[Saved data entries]
== Segment start ==

//! `anchor reset [--hard|--soft] [ref] [path]`

use anyhow::{Context, Result};
use clap::Parser;

use crate::client::workspace::Workspace;
use crate::engine::get_history;
use crate::refs::Head;

#[derive(Debug, Parser)]
pub struct Args {
    #[clap(long)]
    hard: bool,

    #[clap(long, conflicts_with = "hard")]
    soft: bool,

    /// `HEAD`, `HEAD~N`, a branch name, or a bare snapshot id (any of those
    /// with a `~N` suffix to walk back N parents).
    #[clap(default_value = "HEAD")]
    target: String,

    /// If given, only this path's index entry is restored from the target
    /// tree; `HEAD`/the index/the working tree are otherwise untouched.
    path: Option<String>,
}

/// Resolves a reset target string to a snapshot id by walking `~N` parents.
fn resolve(ws: &Workspace, spec: &str) -> Result<String> {
    let (base, hops) = match spec.split_once('~') {
        Some((base, n)) => (base, n.parse::<usize>().context("invalid ~N suffix")?),
        None => (spec, 0),
    };

    let start = if base == "HEAD" {
        ws.head_snapshot()?
            .ok_or_else(|| anyhow::anyhow!("HEAD has no commits yet"))?
    } else if ws.branch_ref_path(base).exists() {
        crate::refs::read_ref(&ws.branch_ref_path(base))?
            .ok_or_else(|| anyhow::anyhow!("branch {base} has no commits yet"))?
    } else {
        base.to_string()
    };

    if hops == 0 {
        return Ok(start);
    }
    let history = get_history(&ws.store, &start)?;
    history
        .get(hops)
        .map(|s| s.snapshot_id.clone())
        .ok_or_else(|| anyhow::anyhow!("{spec} walks back further than the available history"))
}

pub fn run(ws: &Workspace, args: Args) -> Result<()> {
    let target_id = resolve(ws, &args.target)?;
    let tree = ws.store.get_tree(&ws.store.get_snapshot(&target_id)?.root_tree)?;

    if let Some(path) = &args.path {
        let mut index = ws.load_index()?;
        match tree.entries.get(path) {
            Some(entry) => {
                index.insert(path.clone(), entry.id.clone());
            }
            None => {
                index.remove(path);
            }
        }
        return ws.save_index(&index);
    }

    let branch_ref = ws.current_branch_ref()?;
    if let Some(branch_ref) = &branch_ref {
        crate::refs::write_ref(branch_ref, &target_id)?;
    } else {
        ws.set_head(&Head::Detached(target_id.clone()))?;
    }

    if args.soft {
        return Ok(());
    }

    let mut index = crate::client::index::Index::new();
    for (path, entry) in &tree.entries {
        index.insert(path.clone(), entry.id.clone());
    }
    ws.save_index(&index)?;

    if !args.hard {
        return Ok(());
    }

    for (path, entry) in &tree.entries {
        let dest = ws.work_path(path);
        if let Some(parent) = dest.parent() {
            std::fs::create_dir_all(parent)?;
        }
        let bytes = ws.store.get_blob(&entry.id)?;
        std::fs::write(&dest, bytes)?;
    }
    Ok(())
}

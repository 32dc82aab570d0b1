//! Per-remote session cache: the access token and refresh token a prior
//! `login` obtained, persisted across CLI invocations since each one is a
//! fresh process. Lives outside any working tree, alongside other
//! user-global state (`home::home_dir()`, the teacher's pattern in
//! `config.rs`).

use std::collections::BTreeMap;

use anyhow::{Context, Result};
use camino::Utf8PathBuf;
use serde::{Deserialize, Serialize};

use crate::file_util::atomic_write;

#[derive(Debug, Clone, Default, Serialize, Deserialize)]
pub struct RemoteCredentials {
    pub access_token: String,
    pub refresh_token: String,
}

pub type CredentialMap = BTreeMap<String, RemoteCredentials>;

fn path() -> Result<Utf8PathBuf> {
    let home = home::home_dir().context("Couldn't determine home directory")?;
    let dir = Utf8PathBuf::from_path_buf(home)
        .map_err(|_| anyhow::anyhow!("home directory isn't valid UTF-8"))?
        .join(".config")
        .join("anchor");
    Ok(dir.join("credentials.json"))
}

pub fn load() -> Result<CredentialMap> {
    let path = path()?;
    match std::fs::read(&path) {
        Ok(bytes) => Ok(serde_json::from_slice(&bytes)?),
        Err(e) if e.kind() == std::io::ErrorKind::NotFound => Ok(CredentialMap::new()),
        Err(e) => Err(e).with_context(|| format!("Couldn't read {path}")),
    }
}

pub fn save(map: &CredentialMap) -> Result<()> {
    let path = path()?;
    if let Some(parent) = path.parent() {
        std::fs::create_dir_all(parent)?;
    }
    atomic_write(&path, &serde_json::to_vec_pretty(map)?)
}

pub fn get(remote: &str) -> Result<Option<RemoteCredentials>> {
    Ok(load()?.get(remote).cloned())
}

pub fn set(remote: &str, creds: RemoteCredentials) -> Result<()> {
    let mut map = load()?;
    map.insert(remote.to_string(), creds);
    save(&map)
}

pub fn clear(remote: &str) -> Result<()> {
    let mut map = load()?;
    map.remove(remote);
    save(&map)
}
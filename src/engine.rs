//! The snapshot engine (C2): build a tree from a working directory, write a
//! snapshot, advance a ref, traverse history, compute diffs, export an
//! archive. Identical logic drives both the server's repository store and
//! the client's `.anchor` replica — that's what gives the two matching
//! snapshot ids for the same `(tree_id, parent)` pair.

use std::io::Read;

use anyhow::{Context, Result, bail};
use camino::{Utf8Path, Utf8PathBuf};
use walkdir::WalkDir;

use crate::hashing::compute_snapshot_id;
use crate::lock::RepoLock;
use crate::meta::RepoMeta;
use crate::objects::{Snapshot, Tree, TreeDiff};
use crate::store::ObjectStore;

/// Directories never walked into when building a tree from a working copy.
const EXCLUDED_DIRS: &[&str] = &[".anchor", ".git"];

fn should_skip(entry: &walkdir::DirEntry) -> bool {
    entry
        .file_name()
        .to_str()
        .map(|name| EXCLUDED_DIRS.contains(&name))
        .unwrap_or(false)
}

/// Walks `work_dir` depth-first, hashing every regular file into `store` and
/// recording `relative/path -> blob-id` in a single flat tree.
pub fn build_tree(store: &ObjectStore, work_dir: &Utf8Path) -> Result<Tree> {
    let mut tree = Tree::new();

    let walker = WalkDir::new(work_dir.as_std_path())
        .into_iter()
        .filter_entry(|e| e.depth() == 0 || !should_skip(e));

    for entry in walker {
        let entry = entry.with_context(|| format!("Couldn't walk {work_dir}"))?;
        if !entry.file_type().is_file() {
            continue;
        }
        let path = Utf8Path::from_path(entry.path())
            .with_context(|| format!("{} is not valid UTF-8", entry.path().display()))?;
        let relative = path
            .strip_prefix(work_dir)
            .with_context(|| format!("{path} is not under {work_dir}"))?
            .to_string()
            .replace('\\', "/");

        let mut fh = std::fs::File::open(path).with_context(|| format!("Couldn't open {path}"))?;
        let mut bytes = Vec::new();
        fh.read_to_end(&mut bytes)?;
        let id = store.put_blob(&bytes)?;
        tree.insert(relative, id);
    }

    Ok(tree)
}

/// Acquires the repo lock, builds a tree from `work_dir`, writes it and a
/// snapshot object, and advances the ref at `ref_path`. Returns the new
/// snapshot id.
pub fn save_snapshot(
    store: &ObjectStore,
    lock_root: &Utf8Path,
    ref_path: &Utf8Path,
    message: &str,
    work_dir: &Utf8Path,
) -> Result<String> {
    let _lock = RepoLock::acquire(lock_root)?;

    let parent = crate::refs::read_ref(ref_path)?;
    let parent_for_id = parent.clone().unwrap_or_default();

    let tree = build_tree(store, work_dir)?;
    let tree_id = store.put_tree(&tree)?;

    let snapshot_id = compute_snapshot_id(&tree_id, &parent_for_id);

    let snapshot = Snapshot {
        snapshot_id: snapshot_id.clone(),
        root_tree: tree_id,
        parent,
        message: message.to_string(),
        timestamp: chrono::Utc::now().to_rfc3339(),
    };
    store.put_snapshot(&snapshot)?;
    crate::refs::write_ref(ref_path, &snapshot_id)?;

    Ok(snapshot_id)
}

/// Follows `parent` from `start` until null or a missing object. Returns
/// newest-to-oldest.
pub fn get_history(store: &ObjectStore, start: &str) -> Result<Vec<Snapshot>> {
    let mut history = Vec::new();
    let mut current = Some(start.to_string());

    while let Some(id) = current {
        let Ok(snapshot) = store.get_snapshot(&id) else {
            break;
        };
        current = snapshot.parent.clone();
        history.push(snapshot);
    }

    Ok(history)
}

pub fn get_diff(store: &ObjectStore, from_id: &str, to_id: &str) -> Result<TreeDiff> {
    let from_tree = snapshot_tree(store, from_id)?;
    let to_tree = snapshot_tree(store, to_id)?;
    Ok(TreeDiff::between(&from_tree, &to_tree))
}

fn snapshot_tree(store: &ObjectStore, snapshot_id: &str) -> Result<Tree> {
    let snapshot = store.get_snapshot(snapshot_id)?;
    store.get_tree(&snapshot.root_tree)
}

/// Reconstructs a working tree from a snapshot's root tree into a fresh
/// temp directory, zips it with deflate, and returns the zip's path. The
/// caller is responsible for removing the zip after streaming it.
pub fn create_archive(store: &ObjectStore, snapshot_id: &str) -> Result<Utf8PathBuf> {
    let tree = snapshot_tree(store, snapshot_id)?;
    let work_dir = tempfile::tempdir().context("Couldn't create temp dir for archive")?;
    let work_path = Utf8Path::from_path(work_dir.path()).context("temp dir isn't UTF-8")?;

    for (path, entry) in &tree.entries {
        let dest = work_path.join(path);
        if let Some(parent) = dest.parent() {
            std::fs::create_dir_all(parent)?;
        }
        let bytes = store.get_blob(&entry.id)?;
        std::fs::write(&dest, bytes).with_context(|| format!("Couldn't write {dest}"))?;
    }

    let zip_file = tempfile::Builder::new()
        .suffix(".zip")
        .tempfile()
        .context("Couldn't create temp zip file")?;
    let zip_path = zip_file
        .path()
        .to_owned()
        .into_os_string()
        .into_string()
        .map_err(|_| anyhow::anyhow!("temp zip path isn't UTF-8"))?;

    {
        let file = zip_file.reopen().context("Couldn't reopen temp zip file")?;
        let mut writer = zip::ZipWriter::new(file);
        let options =
            zip::write::SimpleFileOptions::default().compression_method(zip::CompressionMethod::Deflated);

        for entry in WalkDir::new(work_dir.path()) {
            let entry = entry?;
            let rel = entry
                .path()
                .strip_prefix(work_dir.path())
                .expect("walked under work_dir");
            if rel.as_os_str().is_empty() {
                continue;
            }
            let name = rel.to_string_lossy().replace('\\', "/");
            if entry.file_type().is_dir() {
                writer.add_directory(format!("{name}/"), options)?;
            } else {
                writer.start_file(name, options)?;
                let mut bytes = Vec::new();
                std::fs::File::open(entry.path())?.read_to_end(&mut bytes)?;
                std::io::Write::write_all(&mut writer, &bytes)?;
            }
        }
        writer.finish()?;
    }

    let zip_path = Utf8PathBuf::from(zip_path);
    zip_file.keep().context("Couldn't persist temp zip file")?;
    Ok(zip_path)
}

/// Extracts the archive at `zip_path` into a fresh temp directory, then
/// `save_snapshot`s it. The temp directory is removed on every exit path
/// since it's an RAII `TempDir`.
pub fn unzip_and_save_snapshot(
    store: &ObjectStore,
    lock_root: &Utf8Path,
    ref_path: &Utf8Path,
    message: &str,
    zip_path: &Utf8Path,
) -> Result<String> {
    let work_dir = tempfile::tempdir().context("Couldn't create temp dir for upload")?;
    let work_path = Utf8Path::from_path(work_dir.path()).context("temp dir isn't UTF-8")?;

    let file = std::fs::File::open(zip_path).with_context(|| format!("Couldn't open {zip_path}"))?;
    let mut archive = zip::ZipArchive::new(file).context("Not a valid zip archive")?;
    archive
        .extract(work_path)
        .with_context(|| format!("Couldn't extract {zip_path}"))?;

    save_snapshot(store, lock_root, ref_path, message, work_path)
}

/// Creates the repo directory, writes `meta.json`, creates an empty
/// `refs/main`. Errors if the repo directory already exists.
pub fn init_repo(svcs_root: &Utf8Path, name: &str) -> Result<Utf8PathBuf> {
    let repo_root = svcs_root.join(name);
    if repo_root.exists() {
        bail!("repository {name} already exists");
    }
    std::fs::create_dir_all(repo_root.join("objects").join("blobs"))?;
    std::fs::create_dir_all(repo_root.join("objects").join("trees"))?;
    std::fs::create_dir_all(repo_root.join("objects").join("snapshots"))?;
    std::fs::create_dir_all(repo_root.join("refs"))?;

    RepoMeta::new(name).save(&repo_root.join("meta.json"))?;
    crate::file_util::atomic_write(&repo_root.join("refs").join("main"), b"")?;

    Ok(repo_root)
}

#[cfg(test)]
mod test {
    use super::*;

    fn new_store() -> (tempfile::TempDir, ObjectStore) {
        let dir = tempfile::tempdir().unwrap();
        let store = ObjectStore::new(Utf8PathBuf::from_path_buf(dir.path().to_owned()).unwrap());
        (dir, store)
    }

    #[test]
    fn save_snapshot_is_deterministic_on_repeat() {
        let (dir, store) = new_store();
        let repo_root = Utf8PathBuf::from_path_buf(dir.path().to_owned()).unwrap();
        let ref_path = repo_root.join("refs").join("main");
        std::fs::create_dir_all(repo_root.join("refs")).unwrap();

        let work = tempfile::tempdir().unwrap();
        let work_path = Utf8PathBuf::from_path_buf(work.path().to_owned()).unwrap();
        std::fs::write(work_path.join("hello.txt"), b"hi\n").unwrap();

        let first = save_snapshot(&store, &repo_root, &ref_path, "first", &work_path).unwrap();
        let second = save_snapshot(&store, &repo_root, &ref_path, "first", &work_path).unwrap();
        assert_eq!(first, second);

        let on_disk = crate::refs::read_ref(&ref_path).unwrap();
        assert_eq!(on_disk, Some(first));
    }

    #[test]
    fn history_follows_parents_newest_first() {
        let (dir, store) = new_store();
        let repo_root = Utf8PathBuf::from_path_buf(dir.path().to_owned()).unwrap();
        let ref_path = repo_root.join("refs").join("main");
        std::fs::create_dir_all(repo_root.join("refs")).unwrap();

        let work = tempfile::tempdir().unwrap();
        let work_path = Utf8PathBuf::from_path_buf(work.path().to_owned()).unwrap();

        std::fs::write(work_path.join("a.txt"), b"one").unwrap();
        let first = save_snapshot(&store, &repo_root, &ref_path, "first", &work_path).unwrap();
        std::fs::write(work_path.join("a.txt"), b"two").unwrap();
        let second = save_snapshot(&store, &repo_root, &ref_path, "second", &work_path).unwrap();

        let history = get_history(&store, &second).unwrap();
        assert_eq!(history.len(), 2);
        assert_eq!(history[0].snapshot_id, second);
        assert_eq!(history[1].snapshot_id, first);
    }

    #[test]
    fn diff_between_snapshots() {
        let (dir, store) = new_store();
        let repo_root = Utf8PathBuf::from_path_buf(dir.path().to_owned()).unwrap();
        let ref_path = repo_root.join("refs").join("main");
        std::fs::create_dir_all(repo_root.join("refs")).unwrap();

        let work = tempfile::tempdir().unwrap();
        let work_path = Utf8PathBuf::from_path_buf(work.path().to_owned()).unwrap();
        std::fs::write(work_path.join("hello.txt"), b"hi\n").unwrap();
        let s1 = save_snapshot(&store, &repo_root, &ref_path, "first", &work_path).unwrap();

        std::fs::write(work_path.join("world.txt"), b"w").unwrap();
        let s2 = save_snapshot(&store, &repo_root, &ref_path, "second", &work_path).unwrap();

        let diff = get_diff(&store, &s1, &s2).unwrap();
        assert_eq!(diff.added, vec!["world.txt".to_string()]);
        assert!(diff.removed.is_empty());
        assert!(diff.modified.is_empty());
    }

    #[test]
    fn init_repo_rejects_existing() {
        let dir = tempfile::tempdir().unwrap();
        let root = Utf8PathBuf::from_path_buf(dir.path().to_owned()).unwrap();
        init_repo(&root, "demo").unwrap();
        assert!(init_repo(&root, "demo").is_err());
    }

    #[test]
    fn archive_round_trips_tree() {
        let (dir, store) = new_store();
        let repo_root = Utf8PathBuf::from_path_buf(dir.path().to_owned()).unwrap();
        let ref_path = repo_root.join("refs").join("main");
        std::fs::create_dir_all(repo_root.join("refs")).unwrap();

        let work = tempfile::tempdir().unwrap();
        let work_path = Utf8PathBuf::from_path_buf(work.path().to_owned()).unwrap();
        std::fs::write(work_path.join("hello.txt"), b"hi\n").unwrap();
        let snap = save_snapshot(&store, &repo_root, &ref_path, "first", &work_path).unwrap();

        let zip_path = create_archive(&store, &snap).unwrap();

        let reextracted = tempfile::tempdir().unwrap();
        let reextracted_path = Utf8PathBuf::from_path_buf(reextracted.path().to_owned()).unwrap();
        let file = std::fs::File::open(&zip_path).unwrap();
        let mut archive = zip::ZipArchive::new(file).unwrap();
        archive.extract(&reextracted_path).unwrap();

        let rebuilt = build_tree(&store, &reextracted_path).unwrap();
        let original_tree = store.get_tree(&store.get_snapshot(&snap).unwrap().root_tree).unwrap();
        assert_eq!(rebuilt, original_tree);

        std::fs::remove_file(&zip_path).unwrap();
    }
}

== Segment end ==

Which lines of the records above hold the word "home"? Copy each of them.

//! user-global state (`home::home_dir()`, the teacher's pattern in
    let home = home::home_dir().context("Couldn't determine home directory")?;
    let dir = Utf8PathBuf::from_path_buf(home)
        .map_err(|_| anyhow::anyhow!("home directory isn't valid UTF-8"))?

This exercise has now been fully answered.